TASK TO CARRY OUT = Go through the records and extract every line with the word "vouchers".

RECORDS =
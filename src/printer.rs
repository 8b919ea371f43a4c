//! Build progress reporting.
//!
//! The executor talks to a [`Printer`]; the `basic`, `steps`, and
//! `progress` styles live here. Each implementation serializes itself
//! internally, so notifications from concurrent workers never
//! interleave within one call.

use std::io::{self, Write};
use std::sync::Mutex;

use crate::graph::Node;

#[derive(Debug, Clone, Copy, PartialEq, Eq)]
pub enum Stream {
    Stdout,
    Stderr,
}

#[derive(Debug, Clone, Copy, PartialEq, Eq)]
pub enum Status {
    Built,
    UpToDate,
    Failed,
}

pub trait Printer: Send + Sync {
    /// A node's recipe is about to run.
    fn start(&self, node: &Node);
    /// Raw subprocess output from one of the node's commands.
    fn output(&self, node: &Node, stream: Stream, bytes: &[u8]);
    /// The node finished (or was found up to date).
    fn finish(&self, node: &Node, status: Status);
    /// Free-form engine message.
    fn info(&self, msg: &str);
}

fn label(node: &Node) -> &str {
    node.targets.first().map(String::as_str).unwrap_or("?")
}

fn write_raw(stream: Stream, bytes: &[u8]) {
    match stream {
        Stream::Stdout => {
            let _ = io::stdout().write_all(bytes);
        }
        Stream::Stderr => {
            let _ = io::stderr().write_all(bytes);
        }
    }
}

/// Echoes each recipe as it runs, like a classic make.
#[derive(Default)]
pub struct BasicPrinter {
    lock: Mutex<()>,
}

impl BasicPrinter {
    pub fn new() -> Self {
        Self::default()
    }
}

impl Printer for BasicPrinter {
    fn start(&self, node: &Node) {
        let _guard = self.lock.lock().unwrap_or_else(|e| e.into_inner());
        if !node.attrs.quiet {
            for line in &node.recipe {
                println!("{}", line);
            }
        }
    }

    fn output(&self, _node: &Node, stream: Stream, bytes: &[u8]) {
        let _guard = self.lock.lock().unwrap_or_else(|e| e.into_inner());
        write_raw(stream, bytes);
    }

    fn finish(&self, node: &Node, status: Status) {
        if status == Status::Failed {
            let _guard = self.lock.lock().unwrap_or_else(|e| e.into_inner());
            eprintln!("knit: recipe for '{}' failed", label(node));
        }
    }

    fn info(&self, msg: &str) {
        let _guard = self.lock.lock().unwrap_or_else(|e| e.into_inner());
        println!("knit: {}", msg);
    }
}

/// Numbers each step: `[3/7] target`.
pub struct StepsPrinter {
    state: Mutex<usize>,
    total: usize,
}

impl StepsPrinter {
    /// `total` is the number of nodes that could run a recipe, computed
    /// from the graph up front.
    pub fn new(total: usize) -> Self {
        Self {
            state: Mutex::new(0),
            total,
        }
    }
}

impl Printer for StepsPrinter {
    fn start(&self, node: &Node) {
        let mut count = self.state.lock().unwrap_or_else(|e| e.into_inner());
        *count += 1;
        println!("[{}/{}] {}", *count, self.total, label(node));
        if !node.attrs.quiet {
            for line in &node.recipe {
                println!("{}", line);
            }
        }
    }

    fn output(&self, _node: &Node, stream: Stream, bytes: &[u8]) {
        let _guard = self.state.lock().unwrap_or_else(|e| e.into_inner());
        write_raw(stream, bytes);
    }

    fn finish(&self, node: &Node, status: Status) {
        if status == Status::Failed {
            let _guard = self.state.lock().unwrap_or_else(|e| e.into_inner());
            eprintln!("knit: recipe for '{}' failed", label(node));
        }
    }

    fn info(&self, msg: &str) {
        let _guard = self.state.lock().unwrap_or_else(|e| e.into_inner());
        println!("knit: {}", msg);
    }
}

/// Rewrites a single status line on stderr as nodes complete; recipe
/// output still goes through untouched on its own lines.
pub struct ProgressPrinter {
    state: Mutex<usize>,
    total: usize,
}

impl ProgressPrinter {
    pub fn new(total: usize) -> Self {
        Self {
            state: Mutex::new(0),
            total,
        }
    }

    fn redraw(&self, done: usize, current: &str) {
        let mut err = io::stderr();
        let _ = write!(err, "\r\x1b[K[{}/{}] {}", done, self.total, current);
        let _ = err.flush();
    }
}

impl Printer for ProgressPrinter {
    fn start(&self, node: &Node) {
        let done = *self.state.lock().unwrap_or_else(|e| e.into_inner());
        self.redraw(done, label(node));
    }

    fn output(&self, _node: &Node, stream: Stream, bytes: &[u8]) {
        if bytes.is_empty() {
            return;
        }
        let _guard = self.state.lock().unwrap_or_else(|e| e.into_inner());
        let _ = io::stderr().write_all(b"\r\x1b[K");
        write_raw(stream, bytes);
    }

    fn finish(&self, node: &Node, status: Status) {
        let mut done = self.state.lock().unwrap_or_else(|e| e.into_inner());
        match status {
            Status::Built => {
                *done += 1;
                self.redraw(*done, label(node));
            }
            Status::Failed => {
                let _ = io::stderr().write_all(b"\r\x1b[K");
                eprintln!("knit: recipe for '{}' failed", label(node));
            }
            Status::UpToDate => {}
        }
    }

    fn info(&self, msg: &str) {
        let _guard = self.state.lock().unwrap_or_else(|e| e.into_inner());
        let _ = io::stderr().write_all(b"\r\x1b[K");
        eprintln!("knit: {}", msg);
    }
}

/// One printer event, as observed by [`RecordingPrinter`].
#[derive(Debug, Clone, PartialEq, Eq)]
pub enum Event {
    Start(String),
    Output(String, Stream, Vec<u8>),
    Finish(String, Status),
    Info(String),
}

/// Records the notification stream instead of printing it. The
/// scheduling tests assert ordering properties against the recorded
/// events.
#[derive(Default)]
pub struct RecordingPrinter {
    events: Mutex<Vec<Event>>,
}

impl RecordingPrinter {
    pub fn new() -> Self {
        Self::default()
    }

    pub fn events(&self) -> Vec<Event> {
        self.events.lock().unwrap_or_else(|e| e.into_inner()).clone()
    }

    fn push(&self, event: Event) {
        self.events
            .lock()
            .unwrap_or_else(|e| e.into_inner())
            .push(event);
    }
}

impl Printer for RecordingPrinter {
    fn start(&self, node: &Node) {
        self.push(Event::Start(label(node).to_string()));
    }

    fn output(&self, node: &Node, stream: Stream, bytes: &[u8]) {
        self.push(Event::Output(
            label(node).to_string(),
            stream,
            bytes.to_vec(),
        ));
    }

    fn finish(&self, node: &Node, status: Status) {
        self.push(Event::Finish(label(node).to_string(), status));
    }

    fn info(&self, msg: &str) {
        self.push(Event::Info(msg.to_string()));
    }
}

/// Drops command echo and informational chatter; recipe output and
/// failures still come through.
pub struct QuietPrinter(pub Box<dyn Printer>);

impl Printer for QuietPrinter {
    fn start(&self, _node: &Node) {}

    fn output(&self, node: &Node, stream: Stream, bytes: &[u8]) {
        self.0.output(node, stream, bytes);
    }

    fn finish(&self, node: &Node, status: Status) {
        if status == Status::Failed {
            self.0.finish(node, status);
        }
    }

    fn info(&self, _msg: &str) {}
}

/// Build the printer for a requested style name.
pub fn for_style(style: &str, total: usize) -> Option<Box<dyn Printer>> {
    match style {
        "basic" => Some(Box::new(BasicPrinter::new())),
        "steps" => Some(Box::new(StepsPrinter::new(total))),
        "progress" => Some(Box::new(ProgressPrinter::new(total))),
        _ => None,
    }
}
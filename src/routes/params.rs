use serde::Deserialize;
use utoipa::ToSchema;

#[derive(Debug, Deserialize, ToSchema)]
pub struct Pagination {
    pub page: Option<i64>,
    pub per_page: Option<i64>,
}

impl Pagination {
    pub fn normalize(&self) -> (i64, i64, i64) {
        let page = self.page.unwrap_or(1).max(1);
        let per_page = self.per_page.unwrap_or(20).clamp(1, 100);
        let offset = (page - 1) * per_page;
        (page, per_page, offset)
    }
}

#[derive(Debug, Deserialize, ToSchema)]
#[serde(rename_all = "snake_case")]
pub enum SortOrder {
    Asc,
    Desc,
}

#[derive(Debug, Deserialize, ToSchema)]
pub struct OrderListQuery {
    #[serde(flatten)]
    pub pagination: Pagination,
    pub status: Option<String>,
    pub sort_order: Option<SortOrder>,
}
// Full pipeline: cart -> checkout -> transfer instructions -> webhook
// reconciliation, plus the failure scenarios around each step. Sequential in
// one test body because every scenario shares the database.
#[tokio::test]
async fn checkout_to_settlement_flow() -> anyhow::Result<()> {
    // Allow skipping when no DB is configured in the environment.
    let database_url = match std::env::var("TEST_DATABASE_URL")
        .or_else(|_| std::env::var("DATABASE_URL"))
    {
        Ok(url) => url,
        Err(_) => {
            eprintln!(
                "Skipping test: set TEST_DATABASE_URL or DATABASE_URL to run integration flow tests."
            );
            return Ok(());
        }
    };

    let state = setup_state(&database_url).await?;
    let customer_id = create_customer(&state, "buyer@example.com").await?;
    let user = AuthUser {
        customer_id,
        role: "customer".into(),
    };

    // --- Empty cart is rejected outright, nothing is written. ---
    let err = order_service::checkout(&state, &user, checkout_request(None))
        .await
        .unwrap_err();
    assert!(matches!(err, AppError::EmptyCart));
    assert_eq!(Orders::find().count(&state.orm).await?, 0);

    // --- One out-of-stock line aborts the whole checkout. ---
    let product_a = create_product(&state, "Product A", 100, 5).await?;
    let product_b = create_product(&state, "Product B", 200, 0).await?;
    add_cart_line(&state, customer_id, &product_a, 2).await?;
    add_cart_line(&state, customer_id, &product_b, 1).await?;

    let err = order_service::checkout(&state, &user, checkout_request(None))
        .await
        .unwrap_err();
    match err {
        AppError::InsufficientStock(id) => assert_eq!(id, product_b.id),
        other => panic!("expected InsufficientStock, got {other:?}"),
    }
    assert_eq!(Orders::find().count(&state.orm).await?, 0);
    assert_eq!(Payments::find().count(&state.orm).await?, 0);
    let a = Products::find_by_id(product_a.id).one(&state.orm).await?.unwrap();
    assert_eq!(a.stock, 5, "failed checkout must not touch stock");

    clear_cart(&state, customer_id).await?;

    // --- Happy path with a capped percent voucher and free shipping. ---
    // Subtotal 600_000; 10% capped at 50_000; threshold 500_000 => free.
    let beans = create_product(&state, "Beans", 150_000, 10).await?;
    add_cart_line(&state, customer_id, &beans, 4).await?;
    let voucher_id = create_voucher(&state, "TENOFF", 10, Some(50_000), 3).await?;

    let resp = order_service::checkout(&state, &user, checkout_request(Some(voucher_id))).await?;
    let created = resp.data.unwrap();
    assert_eq!(created.grand_total, 550_000);

    let order = Orders::find_by_id(created.order_id).one(&state.orm).await?.unwrap();
    assert_eq!(order.subtotal, 600_000);
    assert_eq!(order.discount, 50_000);
    assert_eq!(order.shipping_fee, 0);
    assert_eq!(
        order.grand_total,
        order.subtotal - order.discount + order.shipping_fee
    );
    assert_eq!(order.status, "pending");

    let payment = Payments::find()
        .filter(PaymentCol::OrderId.eq(order.id))
        .one(&state.orm)
        .await?
        .unwrap();
    assert_eq!(payment.amount, order.grand_total);
    assert_eq!(payment.status, "pending");

    let beans_after = Products::find_by_id(beans.id).one(&state.orm).await?.unwrap();
    assert_eq!(beans_after.stock, 6);
    assert!(cart_is_empty(&state, customer_id).await?);

    // --- An exhausted voucher never discounts, checkout still succeeds. ---
    let mug = create_product(&state, "Mug", 90_000, 20).await?;
    add_cart_line(&state, customer_id, &mug, 1).await?;
    let spent_voucher = create_voucher(&state, "SPENT", 10, None, 0).await?;
    let resp =
        order_service::checkout(&state, &user, checkout_request(Some(spent_voucher))).await?;
    let cheap = resp.data.unwrap();
    // 90_000 subtotal, no discount, below threshold => flat fee applies.
    assert_eq!(cheap.grand_total, 90_000 + 30_000);

    // --- Transfer instructions via the mock gateway. ---
    let resp = payment_service::request_transfer(
        &state,
        &user,
        TransferRequest {
            order_id: created.order_id,
        },
    )
    .await?;
    let instructions = resp.data.unwrap();
    assert_eq!(
        instructions.provider_reference,
        format!("MOCK-{}", order.code)
    );

    let payment = Payments::find_by_id(payment.id).one(&state.orm).await?.unwrap();
    assert_eq!(
        payment.provider_reference.as_deref(),
        Some(instructions.provider_reference.as_str())
    );
    assert!(payment.provider_metadata.is_some());

    // Unknown/unowned order yields 404 semantics.
    let err = payment_service::request_transfer(
        &state,
        &user,
        TransferRequest {
            order_id: Uuid::new_v4(),
        },
    )
    .await
    .unwrap_err();
    assert!(matches!(err, AppError::NotFound));

    // --- Webhook: tampered signature changes nothing. ---
    let completed_body = webhook_body(&instructions.provider_reference, "completed");
    let err = payment_service::handle_webhook(
        &state,
        Some(&signature::sign("wrong-secret", &completed_body)),
        &completed_body,
    )
    .await
    .unwrap_err();
    assert!(matches!(err, AppError::InvalidSignature));
    let untouched = Payments::find_by_id(payment.id).one(&state.orm).await?.unwrap();
    assert_eq!(untouched.status, "pending");

    // Missing signature header is rejected the same way.
    let err = payment_service::handle_webhook(&state, None, &completed_body)
        .await
        .unwrap_err();
    assert!(matches!(err, AppError::InvalidSignature));

    // --- Webhook: unknown reference is 404, no state change. ---
    let stray_body = webhook_body("TRX-UNKNOWN", "completed");
    let err = payment_service::handle_webhook(
        &state,
        Some(&signature::sign(WEBHOOK_SECRET, &stray_body)),
        &stray_body,
    )
    .await
    .unwrap_err();
    assert!(matches!(err, AppError::PaymentNotFound(_)));

    // --- Webhook: completed settles payment and confirms the order. ---
    send_webhook(&state, &completed_body).await?;
    let settled = Payments::find_by_id(payment.id).one(&state.orm).await?.unwrap();
    assert_eq!(settled.status, "completed");
    assert!(settled.paid_at.is_some());
    let confirmed = Orders::find_by_id(order.id).one(&state.orm).await?.unwrap();
    assert_eq!(confirmed.status, "confirmed");

    // Replaying the same payload is a no-op, not an error.
    send_webhook(&state, &completed_body).await?;
    let replayed = Payments::find_by_id(payment.id).one(&state.orm).await?.unwrap();
    assert_eq!(replayed.status, "completed");
    assert_eq!(replayed.paid_at, settled.paid_at);

    // A late failure notification cannot undo a completed payment.
    let failed_body = webhook_body(&instructions.provider_reference, "failed");
    send_webhook(&state, &failed_body).await?;
    let still_settled = Payments::find_by_id(payment.id).one(&state.orm).await?.unwrap();
    assert_eq!(still_settled.status, "completed");

    // Paid orders cannot request new instructions.
    let err = payment_service::request_transfer(
        &state,
        &user,
        TransferRequest {
            order_id: created.order_id,
        },
    )
    .await
    .unwrap_err();
    assert!(matches!(err, AppError::BadRequest(_)));

    // Instructions fetched before the payment settled must not overwrite it:
    // the locked persist re-checks the status after the gateway round trip.
    let stale = TransferInstructions {
        provider_reference: "TRX-STALE".into(),
        bank_name: "Mock Bank".into(),
        account_number: "0000000000".into(),
        account_holder: "Storefront Escrow".into(),
        instructions: "late retry".into(),
    };
    let err =
        payment_service::persist_transfer_instructions(&state.orm, settled.id, &stale)
            .await
            .unwrap_err();
    assert!(matches!(err, AppError::BadRequest(_)));
    let kept = Payments::find_by_id(settled.id).one(&state.orm).await?.unwrap();
    assert_eq!(kept.status, "completed");
    assert_eq!(
        kept.provider_reference.as_deref(),
        Some(instructions.provider_reference.as_str()),
        "a settled payment keeps its original reference"
    );

    // --- Failure/reopen path on the second (cheap) order. ---
    let resp = payment_service::request_transfer(
        &state,
        &user,
        TransferRequest {
            order_id: cheap.order_id,
        },
    )
    .await?;
    let cheap_instructions = resp.data.unwrap();

    // Intermediate provider status is stored verbatim, order untouched.
    let processing_body = webhook_body(&cheap_instructions.provider_reference, "processing");
    send_webhook(&state, &processing_body).await?;
    let cheap_payment = Payments::find()
        .filter(PaymentCol::OrderId.eq(cheap.order_id))
        .one(&state.orm)
        .await?
        .unwrap();
    assert_eq!(cheap_payment.status, "processing");
    let cheap_order = Orders::find_by_id(cheap.order_id).one(&state.orm).await?.unwrap();
    assert_eq!(cheap_order.status, "pending");

    let cheap_failed = webhook_body(&cheap_instructions.provider_reference, "failed");
    send_webhook(&state, &cheap_failed).await?;
    let cheap_payment = Payments::find_by_id(cheap_payment.id).one(&state.orm).await?.unwrap();
    assert_eq!(cheap_payment.status, "failed");
    let cheap_order = Orders::find_by_id(cheap.order_id).one(&state.orm).await?.unwrap();
    assert_eq!(cheap_order.status, "pending", "failed payment reopens the order");

    // Requesting instructions again reopens the failed payment.
    payment_service::request_transfer(
        &state,
        &user,
        TransferRequest {
            order_id: cheap.order_id,
        },
    )
    .await?;
    let reopened = Payments::find_by_id(cheap_payment.id).one(&state.orm).await?.unwrap();
    assert_eq!(reopened.status, "pending");

    // --- An inactive product aborts the whole checkout. ---
    let retired = create_product(&state, "Retired", 50_000, 10).await?;
    let mut deactivate: ProductActive = retired.clone().into();
    deactivate.active = Set(false);
    let retired = deactivate.update(&state.orm).await?;
    add_cart_line(&state, customer_id, &retired, 1).await?;

    let orders_before = Orders::find().count(&state.orm).await?;
    let err = order_service::checkout(&state, &user, checkout_request(None))
        .await
        .unwrap_err();
    match err {
        AppError::ProductUnavailable(id) => assert_eq!(id, retired.id),
        other => panic!("expected ProductUnavailable, got {other:?}"),
    }
    assert_eq!(Orders::find().count(&state.orm).await?, orders_before);
    let untouched = Products::find_by_id(retired.id).one(&state.orm).await?.unwrap();
    assert_eq!(untouched.stock, 10);
    clear_cart(&state, customer_id).await?;

    // --- Two checkouts racing for the last unit: one wins, stock ends at 0. ---
    let last_unit = create_product(&state, "Last Unit", 120_000, 1).await?;
    let racer_a = create_customer(&state, "racer-a@example.com").await?;
    let racer_b = create_customer(&state, "racer-b@example.com").await?;
    add_cart_line(&state, racer_a, &last_unit, 1).await?;
    add_cart_line(&state, racer_b, &last_unit, 1).await?;

    let (state_a, state_b) = (state.clone(), state.clone());
    let task_a = tokio::spawn(async move {
        let racer = AuthUser {
            customer_id: racer_a,
            role: "customer".into(),
        };
        order_service::checkout(&state_a, &racer, checkout_request(None)).await
    });
    let task_b = tokio::spawn(async move {
        let racer = AuthUser {
            customer_id: racer_b,
            role: "customer".into(),
        };
        order_service::checkout(&state_b, &racer, checkout_request(None)).await
    });

    let results = [task_a.await?, task_b.await?];
    let wins = results.iter().filter(|r| r.is_ok()).count();
    assert_eq!(wins, 1, "exactly one checkout may take the last unit");
    for result in results {
        if let Err(err) = result {
            assert!(matches!(err, AppError::InsufficientStock(id) if id == last_unit.id));
        }
    }
    let drained = Products::find_by_id(last_unit.id).one(&state.orm).await?.unwrap();
    assert_eq!(drained.stock, 0, "the last unit is sold exactly once");

    Ok(())
}
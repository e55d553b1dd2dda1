use sea_orm::entity::prelude::*;

#[derive(Clone, Debug, PartialEq, DeriveEntityModel)]
#[sea_orm(table_name = "vouchers")]
pub struct Model {
    #[sea_orm(primary_key)]
    pub id: Uuid,
    pub code: String,
    /// "percent" or "fixed".
    pub discount_type: String,
    /// Percent points for percent vouchers, minor currency units for fixed.
    pub discount_value: i64,
    pub max_discount: Option<i64>,
    pub min_order_value: i64,
    pub valid_from: DateTimeWithTimeZone,
    pub valid_to: DateTimeWithTimeZone,
    pub remaining_uses: i32,
    pub active: bool,
    pub created_at: DateTimeWithTimeZone,
}

#[derive(Copy, Clone, Debug, EnumIter, DeriveRelation)]
pub enum Relation {
    #[sea_orm(has_many = "super::orders::Entity")]
    Orders,
}

impl Related<super::orders::Entity> for Entity {
    fn to() -> RelationDef {
        Relation::Orders.def()
    }
}

impl ActiveModelBehavior for ActiveModel {}
use sea_orm::entity::prelude::*;

#[derive(Clone, Debug, PartialEq, DeriveEntityModel)]
#[sea_orm(table_name = "customers")]
pub struct Model {
    #[sea_orm(primary_key)]
    pub id: Uuid,
    pub email: String,
    pub password_hash: String,
    pub role: String,
    pub created_at: DateTimeWithTimeZone,
}

#[derive(Copy, Clone, Debug, EnumIter, DeriveRelation)]
pub enum Relation {
    #[sea_orm(has_many = "super::cart_items::Entity")]
    CartItems,
    #[sea_orm(has_many = "super::orders::Entity")]
    Orders,
}

impl Related<super::cart_items::Entity> for Entity {
    fn to() -> RelationDef {
        Relation::CartItems.def()
    }
}

impl Related<super::orders::Entity> for Entity {
    fn to() -> RelationDef {
        Relation::Orders.def()
    }
}

impl ActiveModelBehavior for ActiveModel {}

SOLUTION TO THE PROBLEM =
#[sea_orm(table_name = "vouchers")]
    /// Percent points for percent vouchers, minor currency units for fixed.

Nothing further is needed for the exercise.